### HOW TO COMPLETE THIS TASK
All records shown below should be given again, character for character.

[[ SUPPLIED MATERIAL open ]]

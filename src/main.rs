//! # Tagfeed
//!
//! A Rust web service backing a hashtag tweet browser. It searches Twitter/X
//! for posts matching a hashtag, trying several query formulations in order
//! until one yields results, and exposes the results plus rate-limit status
//! over a small HTTP API.
//!
//! ## Environment Variables
//!
//! - `TWITTER_BEARER_TOKEN`: Twitter API bearer token (required for all
//!   provider-touching endpoints)
//! - `PORT`: Server port (defaults to 3000)
//! - `RUST_LOG`: Log level filter for `env_logger`
//!
//! ## API Endpoints
//!
//! - `GET /`: Plain-text banner
//! - `GET /health`: Service health status
//! - `GET /api/tweets?hashtag=<tag>&max_results=<n>`: Hashtag search with
//!   query fallback
//! - `GET /api/tweets/{id}`: Single tweet lookup
//! - `GET /api/rate-limit`: Current search quota

use axum::{routing::get, Router};
use log::info;
use std::net::SocketAddr;
use tower::ServiceBuilder;
use tower_http::{cors::CorsLayer, trace::TraceLayer};

use tagfeed::config::get_server_port;
use tagfeed::handlers::{
    handle_health, handle_rate_limit, handle_root, handle_tweet_lookup, handle_tweets,
};

/// Main entry point for the tagfeed web service.
///
/// Initializes logging, builds the router with tracing and CORS middleware
/// (the API is consumed by a browser UI on another origin), and serves until
/// ctrl-c.
#[tokio::main]
async fn main() {
    // Initialize the logging system
    env_logger::init();

    // Build the HTTP application with all routes and middleware
    let app = Router::new()
        .route("/", get(handle_root))
        .route("/health", get(handle_health))
        .route("/api/tweets", get(handle_tweets))
        .route("/api/tweets/:id", get(handle_tweet_lookup))
        .route("/api/rate-limit", get(handle_rate_limit))
        .layer(
            ServiceBuilder::new()
                .layer(TraceLayer::new_for_http())
                .layer(CorsLayer::permissive()),
        );

    // Get the server port and bind address
    let port = get_server_port();
    let addr: SocketAddr = ([0, 0, 0, 0], port).into();

    info!("Starting tagfeed server on {}", addr);

    // Bind to the address and start serving requests
    let listener = tokio::net::TcpListener::bind(addr).await.unwrap();

    axum::serve(listener, app)
        .with_graceful_shutdown(shutdown_signal())
        .await
        .unwrap();
}

async fn shutdown_signal() {
    if let Err(e) = tokio::signal::ctrl_c().await {
        log::error!("Failed to install ctrl-c handler: {}", e);
        return;
    }
    info!("Shutdown signal received, stopping server");
}
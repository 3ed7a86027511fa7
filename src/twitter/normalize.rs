//! Response normalization for Twitter search results.
//!
//! The provider returns tweets and authors as separate lists joined by
//! `author_id`. This module flattens that relational shape into
//! [`ProcessedTweet`] records and humanizes absolute timestamps into
//! relative-age strings.

use chrono::{DateTime, Utc};
use log::debug;
use std::collections::HashMap;

use super::types::{ProcessedTweet, SearchResponse, User};

/// Display name used when a tweet's author is missing from the response.
const UNKNOWN_NAME: &str = "Unknown User";
/// Handle used when a tweet's author is missing from the response.
const UNKNOWN_HANDLE: &str = "unknown";

/// Joins raw search results with their embedded author records and returns
/// flat, UI-ready tweet records in the same order as the input.
///
/// This never fails: a response without a tweet list yields an empty vector,
/// and a tweet whose author is absent from `includes.users` degrades to the
/// "Unknown User" / "@unknown" sentinels. Relative ages are computed against
/// a single "now" captured at call time.
pub fn normalize(raw: &SearchResponse) -> Vec<ProcessedTweet> {
    normalize_at(raw, Utc::now())
}

pub(crate) fn normalize_at(raw: &SearchResponse, now: DateTime<Utc>) -> Vec<ProcessedTweet> {
    let tweets = match &raw.data {
        Some(tweets) => tweets,
        None => return Vec::new(),
    };

    // Author lookup keyed by user id. Tweets reference authors by id only.
    let users: HashMap<&str, &User> = raw
        .includes
        .as_ref()
        .and_then(|inc| inc.users.as_ref())
        .map(|users| users.iter().map(|u| (u.id.as_str(), u)).collect())
        .unwrap_or_default();

    debug!(
        "Normalizing {} tweets with {} embedded users",
        tweets.len(),
        users.len()
    );

    tweets
        .iter()
        .map(|tweet| {
            let author = tweet
                .author_id
                .as_deref()
                .and_then(|id| users.get(id).copied());

            let hashtags = tweet
                .entities
                .as_ref()
                .and_then(|e| e.hashtags.as_ref())
                .map(|tags| tags.iter().map(|h| h.tag.clone()).collect())
                .unwrap_or_default();

            let metrics = tweet.public_metrics.clone().unwrap_or_default();

            ProcessedTweet {
                id: tweet.id.clone(),
                username: author
                    .map(|u| u.name.clone())
                    .unwrap_or_else(|| UNKNOWN_NAME.to_string()),
                handle: format!(
                    "@{}",
                    author.map(|u| u.username.as_str()).unwrap_or(UNKNOWN_HANDLE)
                ),
                content: tweet.text.clone(),
                hashtags,
                timestamp: humanize_created_at(tweet.created_at.as_deref(), now),
                likes: metrics.like_count,
                retweets: metrics.retweet_count,
                profile_image: author.and_then(|u| u.profile_image_url.clone()),
            }
        })
        .collect()
}

/// Parses the provider's RFC 3339 creation instant and humanizes it. A
/// missing or unparseable timestamp degrades to "now" rather than failing
/// the normalization.
fn humanize_created_at(created_at: Option<&str>, now: DateTime<Utc>) -> String {
    created_at
        .and_then(|s| DateTime::parse_from_rfc3339(s).ok())
        .map(|dt| humanize_age(dt.with_timezone(&Utc), now))
        .unwrap_or_else(|| "now".to_string())
}

/// Converts an absolute creation instant into a relative-age string.
///
/// Whole minutes under 1 render as "now", under an hour as "{m}m", whole
/// hours under a day as "{h}h", whole days under a week as "{d}d", anything
/// older as a calendar date. Differences truncate toward zero, so a post
/// timestamped slightly in the future (clock skew) also lands in the "now"
/// branch instead of producing a negative count.
pub fn humanize_age(created: DateTime<Utc>, now: DateTime<Utc>) -> String {
    let diff = now.signed_duration_since(created);
    let minutes = diff.num_minutes();

    if minutes < 1 {
        return "now".to_string();
    }
    if minutes < 60 {
        return format!("{}m", minutes);
    }

    let hours = diff.num_hours();
    if hours < 24 {
        return format!("{}h", hours);
    }

    let days = diff.num_days();
    if days < 7 {
        return format!("{}d", days);
    }

    created.format("%-m/%-d/%Y").to_string()
}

[[ SUPPLIED MATERIAL closed ]]

### TASK OUTPUT
filename src/main.rs
//! # Tagfeed
//!
//! A Rust web service backing a hashtag tweet browser. It searches Twitter/X
//! for posts matching a hashtag, trying several query formulations in order
//! until one yields results, and exposes the results plus rate-limit status
//! over a small HTTP API.
//!
//! ## Environment Variables
//!
//! - `TWITTER_BEARER_TOKEN`: Twitter API bearer token (required for all
//!   provider-touching endpoints)
//! - `PORT`: Server port (defaults to 3000)
//! - `RUST_LOG`: Log level filter for `env_logger`
//!
//! ## API Endpoints
//!
//! - `GET /`: Plain-text banner
//! - `GET /health`: Service health status
//! - `GET /api/tweets?hashtag=<tag>&max_results=<n>`: Hashtag search with
//!   query fallback
//! - `GET /api/tweets/{id}`: Single tweet lookup
//! - `GET /api/rate-limit`: Current search quota

use axum::{routing::get, Router};
use log::info;
use std::net::SocketAddr;
use tower::ServiceBuilder;
use tower_http::{cors::CorsLayer, trace::TraceLayer};

use tagfeed::config::get_server_port;
use tagfeed::handlers::{
    handle_health, handle_rate_limit, handle_root, handle_tweet_lookup, handle_tweets,
};

/// Main entry point for the tagfeed web service.
///
/// Initializes logging, builds the router with tracing and CORS middleware
/// (the API is consumed by a browser UI on another origin), and serves until
/// ctrl-c.
#[tokio::main]
async fn main() {
    // Initialize the logging system
    env_logger::init();

    // Build the HTTP application with all routes and middleware
    let app = Router::new()
        .route("/", get(handle_root))
        .route("/health", get(handle_health))
        .route("/api/tweets", get(handle_tweets))
        .route("/api/tweets/:id", get(handle_tweet_lookup))
        .route("/api/rate-limit", get(handle_rate_limit))
        .layer(
            ServiceBuilder::new()
                .layer(TraceLayer::new_for_http())
                .layer(CorsLayer::permissive()),
        );

    // Get the server port and bind address
    let port = get_server_port();
    let addr: SocketAddr = ([0, 0, 0, 0], port).into();

    info!("Starting tagfeed server on {}", addr);

    // Bind to the address and start serving requests
    let listener = tokio::net::TcpListener::bind(addr).await.unwrap();

    axum::serve(listener, app)
        .with_graceful_shutdown(shutdown_signal())
        .await
        .unwrap();
}

async fn shutdown_signal() {
    if let Err(e) = tokio::signal::ctrl_c().await {
        log::error!("Failed to install ctrl-c handler: {}", e);
        return;
    }
    info!("Shutdown signal received, stopping server");
}
repository 3ed7a86027511fa7
filename src/twitter/normalize.rs
//! Response normalization for Twitter search results.
//!
//! The provider returns tweets and authors as separate lists joined by
//! `author_id`. This module flattens that relational shape into
//! [`ProcessedTweet`] records and humanizes absolute timestamps into
//! relative-age strings.

use chrono::{DateTime, Utc};
use log::debug;
use std::collections::HashMap;

use super::types::{ProcessedTweet, SearchResponse, User};

/// Display name used when a tweet's author is missing from the response.
const UNKNOWN_NAME: &str = "Unknown User";
/// Handle used when a tweet's author is missing from the response.
const UNKNOWN_HANDLE: &str = "unknown";

/// Joins raw search results with their embedded author records and returns
/// flat, UI-ready tweet records in the same order as the input.
///
/// This never fails: a response without a tweet list yields an empty vector,
/// and a tweet whose author is absent from `includes.users` degrades to the
/// "Unknown User" / "@unknown" sentinels. Relative ages are computed against
/// a single "now" captured at call time.
pub fn normalize(raw: &SearchResponse) -> Vec<ProcessedTweet> {
    normalize_at(raw, Utc::now())
}

pub(crate) fn normalize_at(raw: &SearchResponse, now: DateTime<Utc>) -> Vec<ProcessedTweet> {
    let tweets = match &raw.data {
        Some(tweets) => tweets,
        None => return Vec::new(),
    };

    // Author lookup keyed by user id. Tweets reference authors by id only.
    let users: HashMap<&str, &User> = raw
        .includes
        .as_ref()
        .and_then(|inc| inc.users.as_ref())
        .map(|users| users.iter().map(|u| (u.id.as_str(), u)).collect())
        .unwrap_or_default();

    debug!(
        "Normalizing {} tweets with {} embedded users",
        tweets.len(),
        users.len()
    );

    tweets
        .iter()
        .map(|tweet| {
            let author = tweet
                .author_id
                .as_deref()
                .and_then(|id| users.get(id).copied());

            let hashtags = tweet
                .entities
                .as_ref()
                .and_then(|e| e.hashtags.as_ref())
                .map(|tags| tags.iter().map(|h| h.tag.clone()).collect())
                .unwrap_or_default();

            let metrics = tweet.public_metrics.clone().unwrap_or_default();

            ProcessedTweet {
                id: tweet.id.clone(),
                username: author
                    .map(|u| u.name.clone())
                    .unwrap_or_else(|| UNKNOWN_NAME.to_string()),
                handle: format!(
                    "@{}",
                    author.map(|u| u.username.as_str()).unwrap_or(UNKNOWN_HANDLE)
                ),
                content: tweet.text.clone(),
                hashtags,
                timestamp: humanize_created_at(tweet.created_at.as_deref(), now),
                likes: metrics.like_count,
                retweets: metrics.retweet_count,
                profile_image: author.and_then(|u| u.profile_image_url.clone()),
            }
        })
        .collect()
}

/// Parses the provider's RFC 3339 creation instant and humanizes it. A
/// missing or unparseable timestamp degrades to "now" rather than failing
/// the normalization.
fn humanize_created_at(created_at: Option<&str>, now: DateTime<Utc>) -> String {
    created_at
        .and_then(|s| DateTime::parse_from_rfc3339(s).ok())
        .map(|dt| humanize_age(dt.with_timezone(&Utc), now))
        .unwrap_or_else(|| "now".to_string())
}

/// Converts an absolute creation instant into a relative-age string.
///
/// Whole minutes under 1 render as "now", under an hour as "{m}m", whole
/// hours under a day as "{h}h", whole days under a week as "{d}d", anything
/// older as a calendar date. Differences truncate toward zero, so a post
/// timestamped slightly in the future (clock skew) also lands in the "now"
/// branch instead of producing a negative count.
pub fn humanize_age(created: DateTime<Utc>, now: DateTime<Utc>) -> String {
    let diff = now.signed_duration_since(created);
    let minutes = diff.num_minutes();

    if minutes < 1 {
        return "now".to_string();
    }
    if minutes < 60 {
        return format!("{}m", minutes);
    }

    let hours = diff.num_hours();
    if hours < 24 {
        return format!("{}h", hours);
    }

    let days = diff.num_days();
    if days < 7 {
        return format!("{}d", days);
    }

    created.format("%-m/%-d/%Y").to_string()
}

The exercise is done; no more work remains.